The growth of wireless services and applications into a consumer commodity increases the need for low-cost solutions for wireless transceivers; modern services rely on digital signal processing and control. These developments are fueling the recent surge in research and development of new wireless transceiver solutions. In this lecture wireless transceiver system design issues - old and new - are covered. First we will highlight the wireless digital communications system-level issues that set the typical design specifications for transceivers. Then the physical and technological limitations of radio signal processing are reviewed. With this background material we then proceed to the architecture design of wireless tranceivers and review the classical and modern solutions for reception and transmission. These concepts are illustrated with examples of transceiver designs from various manufacturers.

E4-2 - 10:10-12:00

Design of Front-end Circuits for Wireless
Ranjit Gharpurey, Texas Instruments

Front-end circuits in a wireless receiver play a critical role in deciding the dynamic range and performance of the entire receiver. Typical front-end circuit tasks include signal amplification and frequency translation. Issues relevant to circuits that perform these tasks will be addressed in this talk. Design metrics to quantify circuit performance and the impact of device properties such as noise and non-linearity on circuit performance will be studied. Examples of popular circuit topologies will be reviewed. The influence of parasitics such as substrate and package impedance on circuit design will also be addressed.

E4-3 - 1:00-2:50

PLLs and Frequency Synthesizers
Thomas Lee, Stanford University

RF design by itself is considered a specialty, so adding feedback to the mix only compounds the difficulty. This tutorial therefore begins with a short review of feedback principles relevant to the design of phase-locked loops. The focus is on developing key insights that help us to understand the relationships among stability, spectral purity, loop bandwidth and tuning agility in various PLL-based synthesizers.

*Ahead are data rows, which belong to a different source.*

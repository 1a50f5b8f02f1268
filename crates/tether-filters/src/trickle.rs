//! IO 分片装饰器。
//!
//! # 教案级注释
//!
//! ## 意图（Why）
//! - 协议实现经常隐含“一次读写即可收发完整消息”的假设；按循环的长度序列切碎每次读写，
//!   可以确定性地暴露这类缺陷；
//! - `force_yield` 让每次操作在完成前让出执行权，即使底层同步完成也会经历一次调度。
//!
//! ## 逻辑（How）
//! - 读：每次读取的上限取序列的下一项（`[1, 3]` → 1, 3, 1, 3, …），分散读把上限分摊到多个缓冲；
//! - 写：调用方缓冲按序列切块依次写出，刷新类型只附加在最后一块上；
//!   聚集写在底层支持时按块重组切片列表，否则退化为模拟实现；
//! - 读写各自维护序列游标，互不影响。
//!
//! ## 契约（What）
//! - 分片不改变字节内容与顺序；
//! - 只有第一块响应取消，返回 `Cancelled` 时底层流没有收到任何块；
//! - 释放只结束本层生命周期，不释放底层流。

use std::{
    io::{IoSlice, IoSliceMut},
    sync::{
        Arc,
        atomic::{AtomicUsize, Ordering},
    },
};

use async_trait::async_trait;
use tether_core::{
    BoxConnection, Cancellation, ConnectionError, ConnectionFilter, ConnectionProperties,
    EnhancedStream, Endpoint, ErrorKind, FlushType, Lifecycle, Result, SharedStream, WriteScope,
    emulate_write_vectored, ensure_shutdown_supported,
};

use crate::{
    decorate,
    error::{INVALID_SEQUENCE, READ, WRITE},
};

/// 循环的长度序列与其游标。
#[derive(Debug)]
struct Sequence {
    sizes: Arc<[usize]>,
    cursor: AtomicUsize,
}

impl Sequence {
    fn new(sizes: Arc<[usize]>) -> Self {
        Self {
            sizes,
            cursor: AtomicUsize::new(0),
        }
    }

    fn next(&self) -> usize {
        let index = self.cursor.fetch_add(1, Ordering::Relaxed);
        self.sizes[index % self.sizes.len()]
    }
}

/// 按长度序列切碎读写的流。
pub struct TricklingStream {
    base: SharedStream,
    reads: Sequence,
    writes: Sequence,
    force_yield: bool,
    lifecycle: Lifecycle,
}

impl TricklingStream {
    /// 两个序列都必须非空且不含 0。
    pub fn new(
        base: SharedStream,
        read_sequence: &[usize],
        write_sequence: &[usize],
        force_yield: bool,
    ) -> Result<Self> {
        Ok(Self::from_parts(
            base,
            validate_sequence(read_sequence)?,
            validate_sequence(write_sequence)?,
            force_yield,
        ))
    }

    fn from_parts(
        base: SharedStream,
        reads: Arc<[usize]>,
        writes: Arc<[usize]>,
        force_yield: bool,
    ) -> Self {
        Self {
            base,
            reads: Sequence::new(reads),
            writes: Sequence::new(writes),
            force_yield,
            lifecycle: Lifecycle::new(),
        }
    }

    fn ensure_active(&self) -> Result<()> {
        self.lifecycle.ensure_active("trickling stream")
    }

    async fn settle<T>(&self, result: Result<T>) -> Result<T> {
        if self.force_yield {
            tokio::task::yield_now().await;
        }
        result
    }
}

#[async_trait]
impl EnhancedStream for TricklingStream {
    fn can_shutdown_writes(&self) -> bool {
        self.base.can_shutdown_writes()
    }

    fn can_scatter_gather(&self) -> bool {
        self.base.can_scatter_gather()
    }

    async fn read(&self, buf: &mut [u8], cancel: &Cancellation) -> Result<usize> {
        self.ensure_active()?;
        cancel.check(READ)?;
        let limit = buf.len().min(self.reads.next());
        let result = self.base.read(&mut buf[..limit], cancel).await;
        self.settle(result).await
    }

    async fn read_vectored(
        &self,
        bufs: &mut [IoSliceMut<'_>],
        cancel: &Cancellation,
    ) -> Result<usize> {
        if !self.base.can_scatter_gather() {
            return match bufs.iter_mut().find(|buf| !buf.is_empty()) {
                Some(buf) => self.read(buf, cancel).await,
                None => Ok(0),
            };
        }

        self.ensure_active()?;
        cancel.check(READ)?;
        let mut budget = self.reads.next();
        let mut limited = Vec::with_capacity(bufs.len());
        for buf in bufs.iter_mut() {
            if budget == 0 {
                break;
            }
            let take = buf.len().min(budget);
            budget -= take;
            limited.push(IoSliceMut::new(&mut buf[..take]));
        }
        let result = self.base.read_vectored(&mut limited, cancel).await;
        self.settle(result).await
    }

    async fn write(&self, buf: &[u8], flush: FlushType, cancel: &Cancellation) -> Result<()> {
        self.ensure_active()?;
        // 切块之前拒绝不支持的半关闭，否则前面的块已经写出。
        ensure_shutdown_supported(self, flush)?;
        cancel.check(WRITE)?;
        if buf.is_empty() {
            let result = self.base.write(buf, flush, cancel).await;
            return self.settle(result).await;
        }

        let mut scope = WriteScope::new(cancel);
        let mut remaining = buf;
        while !remaining.is_empty() {
            let take = remaining.len().min(self.writes.next());
            let (chunk, rest) = remaining.split_at(take);
            let chunk_flush = if rest.is_empty() { flush } else { FlushType::None };
            self.base.write(chunk, chunk_flush, scope.token()).await?;
            scope.accepted();
            remaining = rest;
        }
        self.settle(Ok(())).await
    }

    async fn write_vectored(
        &self,
        bufs: &[IoSlice<'_>],
        flush: FlushType,
        cancel: &Cancellation,
    ) -> Result<()> {
        if !self.base.can_scatter_gather() {
            return emulate_write_vectored(self, bufs, flush, cancel).await;
        }

        self.ensure_active()?;
        ensure_shutdown_supported(self, flush)?;
        cancel.check(WRITE)?;
        let mut scope = WriteScope::new(cancel);
        let mut group: Vec<IoSlice<'_>> = Vec::new();
        let mut take = 0usize;
        for buf in bufs {
            let mut rest: &[u8] = buf;
            while !rest.is_empty() {
                if take == 0 {
                    if !group.is_empty() {
                        self.base
                            .write_vectored(&group, FlushType::None, scope.token())
                            .await?;
                        scope.accepted();
                        group.clear();
                    }
                    take = self.writes.next();
                }
                let step = rest.len().min(take);
                let (chunk, tail) = rest.split_at(step);
                group.push(IoSlice::new(chunk));
                rest = tail;
                take -= step;
            }
        }

        let result = self.base.write_vectored(&group, flush, scope.token()).await;
        self.settle(result).await
    }

    async fn flush(&self, flush: FlushType, cancel: &Cancellation) -> Result<()> {
        self.ensure_active()?;
        let result = self.base.flush(flush, cancel).await;
        self.settle(result).await
    }

    async fn dispose(&self) -> Result<()> {
        self.lifecycle.dispose_with(|| async { Ok(()) }).await
    }
}

/// 为每条连接叠加 [`TricklingStream`] 的装饰器；每条连接的序列游标独立从头开始。
#[derive(Clone, Debug)]
pub struct TricklingFilter {
    reads: Arc<[usize]>,
    writes: Arc<[usize]>,
    force_yield: bool,
}

impl TricklingFilter {
    pub fn new(read_sequence: &[usize], write_sequence: &[usize], force_yield: bool) -> Result<Self> {
        Ok(Self {
            reads: validate_sequence(read_sequence)?,
            writes: validate_sequence(write_sequence)?,
            force_yield,
        })
    }

    /// 读写使用同一序列。
    pub fn symmetric(sequence: &[usize], force_yield: bool) -> Result<Self> {
        Self::new(sequence, sequence, force_yield)
    }

    fn wrap(&self, stream: SharedStream) -> Result<SharedStream> {
        Ok(Arc::new(TricklingStream::from_parts(
            stream,
            Arc::clone(&self.reads),
            Arc::clone(&self.writes),
            self.force_yield,
        )))
    }
}

#[async_trait]
impl ConnectionFilter for TricklingFilter {
    type ConnectState = ();
    type ListenState = ();

    fn name(&self) -> &'static str {
        "trickling"
    }

    fn prepare_connect(
        &self,
        _endpoint: &Endpoint,
        _options: Option<&ConnectionProperties>,
    ) -> Result<()> {
        Ok(())
    }

    fn prepare_listen(&self, _options: Option<&ConnectionProperties>) -> Result<()> {
        Ok(())
    }

    async fn on_connect(
        &self,
        _state: (),
        base: BoxConnection,
        _cancel: &Cancellation,
    ) -> Result<BoxConnection> {
        decorate(base, |stream| self.wrap(stream)).await
    }

    async fn on_accept(
        &self,
        _state: &(),
        base: BoxConnection,
        _cancel: &Cancellation,
    ) -> Result<BoxConnection> {
        decorate(base, |stream| self.wrap(stream)).await
    }
}

fn validate_sequence(sizes: &[usize]) -> Result<Arc<[usize]>> {
    if sizes.is_empty() || sizes.contains(&0) {
        return Err(ConnectionError::new(
            ErrorKind::Configuration,
            INVALID_SEQUENCE,
            format!("trickle sequence must be non-empty and positive, got {sizes:?}"),
        ));
    }
    Ok(Arc::from(sizes))
}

The second part of the tutorial examines several frequency synthesizer architectures, including integer-N, fractional-N and delta-sigma types. Direct-digital synthesis techniques are also discussed. A key goal throughout is to develop an appreciation of the design tradeoffs associated with each of these synthesis approaches.

E4-4 - 3:10-5:00

RF CMOS Devices and Circuits
Tajinder Manku, University of Waterloo

Designing good RF CMOS circuits within the GHz range requires one to have a fairly good understanding of MOS devices at these frequencies. In this short course, the design of critical RF components within a CMOS environment will be reviewed. In the first part of the lecture, the various RF parameters are reviewed (noise parameters, IP3, blocking, network properties, etc.). Next, the basic physics of CMOS devices are reviewed. Topics that will be covered are linearity, small signal parameters, and noise. This will lead to describing a small and large signal model of CMOS devices at GHz frequencies. Examples of various RF circuits including LNA=s and up/down conversion mixers will be presented. Designing for noise matching, power matching, gain, and linearity will be addressed.